<<<<

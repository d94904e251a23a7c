//! Storage accessor for the `student` table: a repository trait plus the
//! PostgreSQL implementation. Identifiers are fixed; values are always
//! bound as parameters.

use crate::error::AppError;
use crate::model::{Student, StudentRow};
use async_trait::async_trait;
use sqlx::PgPool;

const SELECT_COLUMNS: &str = "id, name, age, address, student_class, \
     date_of_birth, joining_date, created_at, updated_at";

/// CRUD primitives over the student table.
#[async_trait]
pub trait StudentRepository: Send + Sync {
    async fn find_all(&self) -> Result<Vec<Student>, AppError>;
    async fn find_by_id(&self, id: i64) -> Result<Option<Student>, AppError>;
    async fn find_by_name(&self, name: &str) -> Result<Vec<Student>, AppError>;
    async fn find_by_student_class(&self, student_class: i32) -> Result<Vec<Student>, AppError>;
    /// Insert when the row has no id, otherwise overwrite the row at that
    /// id. Returns the persisted row (with the generated id on insert).
    async fn save(&self, row: StudentRow) -> Result<Student, AppError>;
    /// No-op when the id does not exist.
    async fn delete_by_id(&self, id: i64) -> Result<(), AppError>;
}

pub struct PgStudentRepository {
    pool: PgPool,
}

impl PgStudentRepository {
    pub fn new(pool: PgPool) -> Self {
        PgStudentRepository { pool }
    }
}

#[async_trait]
impl StudentRepository for PgStudentRepository {
    async fn find_all(&self) -> Result<Vec<Student>, AppError> {
        let sql = format!("SELECT {} FROM student", SELECT_COLUMNS);
        let rows = sqlx::query_as::<_, Student>(&sql).fetch_all(&self.pool).await?;
        Ok(rows)
    }

    async fn find_by_id(&self, id: i64) -> Result<Option<Student>, AppError> {
        let sql = format!("SELECT {} FROM student WHERE id = $1", SELECT_COLUMNS);
        let row = sqlx::query_as::<_, Student>(&sql)
            .bind(id)
            .fetch_optional(&self.pool)
            .await?;
        Ok(row)
    }

    async fn find_by_name(&self, name: &str) -> Result<Vec<Student>, AppError> {
        let sql = format!("SELECT {} FROM student WHERE name = $1", SELECT_COLUMNS);
        let rows = sqlx::query_as::<_, Student>(&sql)
            .bind(name)
            .fetch_all(&self.pool)
            .await?;
        Ok(rows)
    }

    async fn find_by_student_class(&self, student_class: i32) -> Result<Vec<Student>, AppError> {
        let sql = format!(
            "SELECT {} FROM student WHERE student_class = $1",
            SELECT_COLUMNS
        );
        let rows = sqlx::query_as::<_, Student>(&sql)
            .bind(student_class)
            .fetch_all(&self.pool)
            .await?;
        Ok(rows)
    }

    async fn save(&self, row: StudentRow) -> Result<Student, AppError> {
        let student = match row.id {
            None => {
                let sql = format!(
                    "INSERT INTO student \
                     (name, age, address, student_class, date_of_birth, joining_date, created_at, updated_at) \
                     VALUES ($1, $2, $3, $4, $5, $6, $7, $8) \
                     RETURNING {}",
                    SELECT_COLUMNS
                );
                sqlx::query_as::<_, Student>(&sql)
                    .bind(&row.name)
                    .bind(row.age)
                    .bind(&row.address)
                    .bind(row.student_class)
                    .bind(row.date_of_birth)
                    .bind(row.joining_date)
                    .bind(row.created_at)
                    .bind(row.updated_at)
                    .fetch_one(&self.pool)
                    .await?
            }
            Some(id) => {
                // Save-with-id overwrites the row at that id, inserting it
                // if it vanished in the meantime.
                let sql = format!(
                    "INSERT INTO student \
                     (id, name, age, address, student_class, date_of_birth, joining_date, created_at, updated_at) \
                     VALUES ($1, $2, $3, $4, $5, $6, $7, $8, $9) \
                     ON CONFLICT (id) DO UPDATE SET \
                     name = EXCLUDED.name, age = EXCLUDED.age, address = EXCLUDED.address, \
                     student_class = EXCLUDED.student_class, date_of_birth = EXCLUDED.date_of_birth, \
                     joining_date = EXCLUDED.joining_date, created_at = EXCLUDED.created_at, \
                     updated_at = EXCLUDED.updated_at \
                     RETURNING {}",
                    SELECT_COLUMNS
                );
                sqlx::query_as::<_, Student>(&sql)
                    .bind(id)
                    .bind(&row.name)
                    .bind(row.age)
                    .bind(&row.address)
                    .bind(row.student_class)
                    .bind(row.date_of_birth)
                    .bind(row.joining_date)
                    .bind(row.created_at)
                    .bind(row.updated_at)
                    .fetch_one(&self.pool)
                    .await?
            }
        };
        Ok(student)
    }

    async fn delete_by_id(&self, id: i64) -> Result<(), AppError> {
        sqlx::query("DELETE FROM student WHERE id = $1")
            .bind(id)
            .execute(&self.pool)
            .await?;
        Ok(())
    }
}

>>>>

## PROBLEM STATEMENT
Nothing but the lines from the beginning of the records through the line with "use sqlx::PgPool;" should appear, each printed exactly.

## REPLY TO THE TASK
repository d94904e251a23a7c
//! Storage accessor for the `student` table: a repository trait plus the
//! PostgreSQL implementation. Identifiers are fixed; values are always
//! bound as parameters.

use crate::error::AppError;
use crate::model::{Student, StudentRow};
use async_trait::async_trait;
use sqlx::PgPool;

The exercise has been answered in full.